Selon Hervé Debar, chercheur en cybersécurité à Télécom Sud Paris, « ces offensives peuvent être un moyen de récu­pérer des informations secrètes sur des projets industriels, économiques ou politiques. Elles permettent au responsable de se dissimuler et de rendre difficile l’identification de l’origine de l’attaque, ce qui les rend particulièrement dangereuses ». En 2010, un ver informatique, appelé Stuxnet, a été développé à partir de plusieurs vulnérabilités zero-day par la National Security Agency (NSA) américaine, en collabo­ration avec une agence de sécurité israélienne, pour s’attaquer aux centrifugeuses iraniennes d’enrichissement d’uranium. Les États-Unis entretiennent une législation relativement floue concernant cette pratique de vente de vulnérabilités informatiques, probablement parce qu’ils en sont les premiers clients, mais sans présager de ce qu’en feraient d’autres acquéreurs.

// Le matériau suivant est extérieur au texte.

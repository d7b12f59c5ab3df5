//! The record store: single source of truth for the restaurant collection.
//!
//! The store owns the canonical in-memory list and hides whether persistence
//! is a local JSON file or a remote HTTP service. Every mutating operation
//! leaves memory and the backing medium consistent: the remote backend
//! applies to memory only after the service acknowledges, the local backend
//! mirrors every mutation to disk and rolls back if the write fails.

mod local;

use base64::{engine::general_purpose::STANDARD as BASE64, Engine as _};
use chrono::Utc;
use thiserror::Error;
use tracing::debug;

use crate::models::{Photo, Restaurant, RestaurantDraft, ValidationError};
use crate::sync::{ApiClient, SyncError};

pub use local::{LocalStorage, StorageError};

/// The persistence medium behind the store.
///
/// Both variants cover the same operation set; call sites never branch on
/// the medium outside this module.
#[derive(Debug)]
pub enum Backend {
    Local(LocalStorage),
    Remote(ApiClient),
}

/// Errors surfaced by store operations.
#[derive(Error, Debug)]
pub enum StoreError {
    #[error(transparent)]
    Validation(#[from] ValidationError),

    #[error("No restaurant with id '{0}'")]
    NotFound(String),

    #[error(transparent)]
    Sync(#[from] SyncError),

    #[error(transparent)]
    Storage(#[from] StorageError),
}

/// Canonical collection of saved restaurants over a backing medium.
///
/// Load-then-cache: `load` reads the backing medium once, `list` is a pure
/// read of cached state. One mutation is in flight at a time; overlapping
/// edits to the same id resolve last-write-wins by completion order.
#[derive(Debug)]
pub struct RestaurantStore {
    records: Vec<Restaurant>,
    backend: Backend,
}

impl RestaurantStore {
    /// Store backed by a local data directory.
    pub fn local(storage: LocalStorage) -> Self {
        Self {
            records: Vec::new(),
            backend: Backend::Local(storage),
        }
    }

    /// Store backed by the remote restaurant service.
    pub fn remote(client: ApiClient) -> Self {
        Self {
            records: Vec::new(),
            backend: Backend::Remote(client),
        }
    }

    /// Reads the backing medium and caches the collection.
    pub async fn load(&mut self) -> Result<(), StoreError> {
        self.records = match &self.backend {
            Backend::Local(storage) => storage.load_restaurants()?,
            Backend::Remote(client) => client.list().await?,
        };
        debug!(count = self.records.len(), "loaded restaurant collection");
        Ok(())
    }

    /// All records currently known. Pure read of cached state.
    pub fn list(&self) -> &[Restaurant] {
        &self.records
    }

    /// Looks up a single record by id.
    pub fn get(&self, id: &str) -> Option<&Restaurant> {
        self.records.iter().find(|r| r.id == id)
    }

    /// Creates a record from a draft.
    ///
    /// Validation failures mutate nothing. The local backend assigns a
    /// time-derived id and the current time; the remote backend accepts
    /// whatever id and timestamp the service returns.
    pub async fn create(&mut self, draft: RestaurantDraft) -> Result<Restaurant, StoreError> {
        draft.validate()?;

        let created = match &self.backend {
            Backend::Local(storage) => {
                let restaurant = Restaurant {
                    id: self.next_local_id(),
                    name: draft.name.trim().to_string(),
                    photo_url: inline_photo_url(&draft.photo),
                    memo: draft.memo,
                    location: draft.location,
                    created_at: Utc::now(),
                    is_favorite: false,
                };

                self.records.push(restaurant.clone());
                if let Err(e) = storage.save_restaurants(&self.records) {
                    self.records.pop();
                    return Err(e.into());
                }
                restaurant
            }
            Backend::Remote(client) => {
                let restaurant = client.create(&draft).await?;
                self.records.push(restaurant.clone());
                restaurant
            }
        };

        debug!(id = %created.id, name = %created.name, "created restaurant");
        Ok(created)
    }

    /// Removes the record with the given id from memory and the backing
    /// medium. Idempotent: an absent id is not an error.
    pub async fn delete(&mut self, id: &str) -> Result<(), StoreError> {
        let Some(index) = self.records.iter().position(|r| r.id == id) else {
            return Ok(());
        };

        match &self.backend {
            Backend::Local(storage) => {
                let removed = self.records.remove(index);
                if let Err(e) = storage.save_restaurants(&self.records) {
                    self.records.insert(index, removed);
                    return Err(e.into());
                }
            }
            Backend::Remote(client) => {
                client.delete(id).await?;
                self.records.remove(index);
            }
        }

        debug!(id, "deleted restaurant");
        Ok(())
    }

    /// Flips the favorite flag on the record with the given id.
    ///
    /// The remote backend sends a full-record replacement and applies the
    /// service's response to memory only after the acknowledgement, so a
    /// failed round trip leaves the cached record untouched.
    pub async fn toggle_favorite(&mut self, id: &str) -> Result<Restaurant, StoreError> {
        let index = self
            .records
            .iter()
            .position(|r| r.id == id)
            .ok_or_else(|| StoreError::NotFound(id.to_string()))?;

        let updated = match &self.backend {
            Backend::Local(storage) => {
                self.records[index].is_favorite = !self.records[index].is_favorite;
                if let Err(e) = storage.save_restaurants(&self.records) {
                    self.records[index].is_favorite = !self.records[index].is_favorite;
                    return Err(e.into());
                }
                self.records[index].clone()
            }
            Backend::Remote(client) => {
                let mut replacement = self.records[index].clone();
                replacement.is_favorite = !replacement.is_favorite;

                let confirmed = client.update(&replacement).await?;
                self.records[index] = confirmed.clone();
                confirmed
            }
        };

        debug!(id, favorite = updated.is_favorite, "toggled favorite");
        Ok(updated)
    }

    /// Time-derived id, bumped past any id already in the collection so
    /// rapid creates within one millisecond stay unique.
    fn next_local_id(&self) -> String {
        let mut millis = Utc::now().timestamp_millis();
        while self.records.iter().any(|r| r.id == millis.to_string()) {
            millis += 1;
        }
        millis.to_string()
    }
}

/// Photo reference stored by the local backend: inline data kept verbatim,
/// uploaded bytes encoded into a data URL.
fn inline_photo_url(photo: &Photo) -> String {
    match photo {
        Photo::Inline(data) => data.clone(),
        Photo::Upload { file_name, bytes } => {
            let mime = match file_name.rsplit('.').next() {
                Some("png") => "image/png",
                Some("gif") => "image/gif",
                Some("webp") => "image/webp",
                _ => "image/jpeg",
            };
            format!("data:{};base64,{}", mime, BASE64.encode(bytes))
        }
    }
}

#[cfg(test)]
mod tests {
    use super::*;
    use crate::models::Location;
    use tempfile::TempDir;

    fn test_store() -> (RestaurantStore, TempDir) {
        let temp_dir = TempDir::new().unwrap();
        let storage = LocalStorage::new(temp_dir.path().to_path_buf());
        (RestaurantStore::local(storage), temp_dir)
    }

    fn draft(name: &str) -> RestaurantDraft {
        RestaurantDraft::new(
            name,
            Photo::Inline("data:image/png;base64,AAAA".to_string()),
            Location::new(35.6812, 139.7671),
        )
        .with_memo("memo")
    }

    #[tokio::test]
    async fn test_create_appends_exactly_one() {
        let (mut store, _temp) = test_store();
        store.load().await.unwrap();

        let created = store.create(draft("Ichiran")).await.unwrap();
        assert_eq!(store.list().len(), 1);
        assert_eq!(created.name, "Ichiran");
        assert_eq!(created.memo, "memo");
        assert_eq!(created.location, Location::new(35.6812, 139.7671));
        assert!(!created.is_favorite);
        assert!(!created.id.is_empty());
    }

    #[tokio::test]
    async fn test_create_trims_name() {
        let (mut store, _temp) = test_store();
        store.load().await.unwrap();

        let created = store.create(draft("  Afuri  ")).await.unwrap();
        assert_eq!(created.name, "Afuri");
    }

    #[tokio::test]
    async fn test_invalid_draft_mutates_nothing() {
        let (mut store, _temp) = test_store();
        store.load().await.unwrap();
        store.create(draft("Keep Me")).await.unwrap();

        let mut bad = draft("");
        bad.name = "   ".to_string();
        assert!(matches!(
            store.create(bad).await,
            Err(StoreError::Validation(ValidationError::EmptyName))
        ));

        let mut bad = draft("No Photo");
        bad.photo = Photo::Inline(String::new());
        assert!(matches!(
            store.create(bad).await,
            Err(StoreError::Validation(ValidationError::MissingPhoto))
        ));

        let mut bad = draft("Nowhere");
        bad.location = Location::new(f64::NAN, 0.0);
        assert!(matches!(
            store.create(bad).await,
            Err(StoreError::Validation(ValidationError::InvalidLocation))
        ));

        assert_eq!(store.list().len(), 1);
    }

    #[tokio::test]
    async fn test_ids_unique_for_rapid_creates() {
        let (mut store, _temp) = test_store();
        store.load().await.unwrap();

        for i in 0..5 {
            store.create(draft(&format!("Place {}", i))).await.unwrap();
        }

        let mut ids: Vec<_> = store.list().iter().map(|r| r.id.clone()).collect();
        ids.sort();
        ids.dedup();
        assert_eq!(ids.len(), 5);
    }

    #[tokio::test]
    async fn test_toggle_favorite_is_its_own_inverse() {
        let (mut store, _temp) = test_store();
        store.load().await.unwrap();
        let created = store.create(draft("Torikizoku")).await.unwrap();

        let once = store.toggle_favorite(&created.id).await.unwrap();
        assert!(once.is_favorite);

        let twice = store.toggle_favorite(&created.id).await.unwrap();
        assert!(!twice.is_favorite);

        // Everything except the flag is untouched.
        assert_eq!(twice.id, created.id);
        assert_eq!(twice.name, created.name);
        assert_eq!(twice.photo_url, created.photo_url);
        assert_eq!(twice.memo, created.memo);
        assert_eq!(twice.location, created.location);
        assert_eq!(twice.created_at, created.created_at);
    }

    #[tokio::test]
    async fn test_toggle_unknown_id_is_not_found() {
        let (mut store, _temp) = test_store();
        store.load().await.unwrap();

        assert!(matches!(
            store.toggle_favorite("missing").await,
            Err(StoreError::NotFound(_))
        ));
    }

    #[tokio::test]
    async fn test_delete_removes_exactly_one_and_is_idempotent() {
        let (mut store, _temp) = test_store();
        store.load().await.unwrap();
        let a = store.create(draft("A")).await.unwrap();
        let b = store.create(draft("B")).await.unwrap();

        store.delete(&a.id).await.unwrap();
        assert_eq!(store.list().len(), 1);
        assert_eq!(store.list()[0].id, b.id);

        // Repeat delete is a no-op, not an error.
        store.delete(&a.id).await.unwrap();
        assert_eq!(store.list().len(), 1);
    }

    #[tokio::test]
    async fn test_mutations_survive_reload() {
        let temp_dir = TempDir::new().unwrap();
        let dir = temp_dir.path().to_path_buf();

        let created = {
            let mut store = RestaurantStore::local(LocalStorage::new(dir.clone()));
            store.load().await.unwrap();
            let created = store.create(draft("Persisted")).await.unwrap();
            store.toggle_favorite(&created.id).await.unwrap();
            created
        };

        let mut reloaded = RestaurantStore::local(LocalStorage::new(dir));
        reloaded.load().await.unwrap();
        assert_eq!(reloaded.list().len(), 1);
        let record = reloaded.get(&created.id).unwrap();
        assert_eq!(record.name, "Persisted");
        assert!(record.is_favorite);
    }

    #[tokio::test]
    async fn test_failed_save_leaves_memory_unchanged() {
        let temp_dir = TempDir::new().unwrap();
        let data_dir = temp_dir.path().join("data");
        let mut store = RestaurantStore::local(LocalStorage::new(data_dir.clone()));
        store.load().await.unwrap();
        let kept = store.create(draft("Keep Me")).await.unwrap();

        // Put a regular file where the data directory should be, so every
        // subsequent save fails.
        std::fs::remove_dir_all(&data_dir).unwrap();
        std::fs::write(&data_dir, "in the way").unwrap();

        assert!(matches!(
            store.create(draft("Never Lands")).await,
            Err(StoreError::Storage(_))
        ));
        assert_eq!(store.list().len(), 1);

        assert!(matches!(
            store.delete(&kept.id).await,
            Err(StoreError::Storage(_))
        ));
        assert_eq!(store.list().len(), 1);
        assert_eq!(store.list()[0].id, kept.id);

        let was_favorite = store.get(&kept.id).unwrap().is_favorite;
        assert!(matches!(
            store.toggle_favorite(&kept.id).await,
            Err(StoreError::Storage(_))
        ));
        assert_eq!(store.get(&kept.id).unwrap().is_favorite, was_favorite);
    }

    #[tokio::test]
    async fn test_upload_photo_stored_as_data_url() {
        let (mut store, _temp) = test_store();
        store.load().await.unwrap();

        let mut d = draft("Photo Booth");
        d.photo = Photo::Upload {
            file_name: "front.png".to_string(),
            bytes: vec![1, 2, 3],
        };

        let created = store.create(d).await.unwrap();
        assert_eq!(created.photo_url, "data:image/png;base64,AQID");
    }
}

Zerodium, leader mondial en la matière, a commencé sous le nom de Vupen Security. Fondée en 2004 à Montpellier par Chaouki Bekrar, alors âgé de 24 ans, Vupen Security avait pour objet de traquer l’existence de vulnérabilités informatiques dans les logiciels des plus grands éditeurs mondiaux. En 2012, l’entreprise fait parler d’elle en exploitant une faille sur le navigateur Google Chrome, et refuse l’offre de Google qui propose de racheter l’information 60 000 dollars. « Nous ne partagerions pas cette faille avec Google, même pour un million de dollars, déclare alors Chaouki Bekrar au magazine Forbes en mars 2012. Nous ne voulons pas leur transmettre de quoi les aider à corriger cet exploit ou d’autres exploits similaires. Nous voulons garder cela pour nos clients. » Le ton est donné.

En 2014, Vupen Security décide de cesser son activité en France, notamment parce que l’étau législatif se resserre en Europe. En décembre 2014, l’entrée en vigueur d’un amendement durcit les modalités de contrôle à l’exportation de telles vulnérabilités informatiques, modalités inscrites dans l’Arrangement de Wassenaar. Ce régime multilatéral de contrôle des exportations a été mis en place en 1996 par trente-trois États (aujourd’hui au nombre de quarante-deux) afin de coordonner leurs politiques respectives en matière d’exportations d’armements conventionnels, ainsi que de biens et technologies à double usage. Fin 2013, Vupen Security avait déjà un bureau à Annapolis, aux États-Unis, situé à quelques kilomètres du siège de la NSA. Deux ans plus tard, Chaouki Bekrar a lancé, avec quelques associés, Zerodium, dont le siège est aujourd’hui à Washington. Cette plateforme achète, auprès d’une communauté forte de 1 500 hackers, des vulnérabilités informatiques critiques, revendues par la suite à des tiers. Elle compte parmi ses clients les services de sécurité des États-Unis, de l’Angleterre ou d’Allemagne, mais aussi d’autres entreprises de « sécurité informatique » comme la société israélienne NSO Group, éditrice du logiciel d’espionnage Pegasus qu’elle a vendu à des États peu scrupuleux et à des dictatures (voir La rem n°59, p.30).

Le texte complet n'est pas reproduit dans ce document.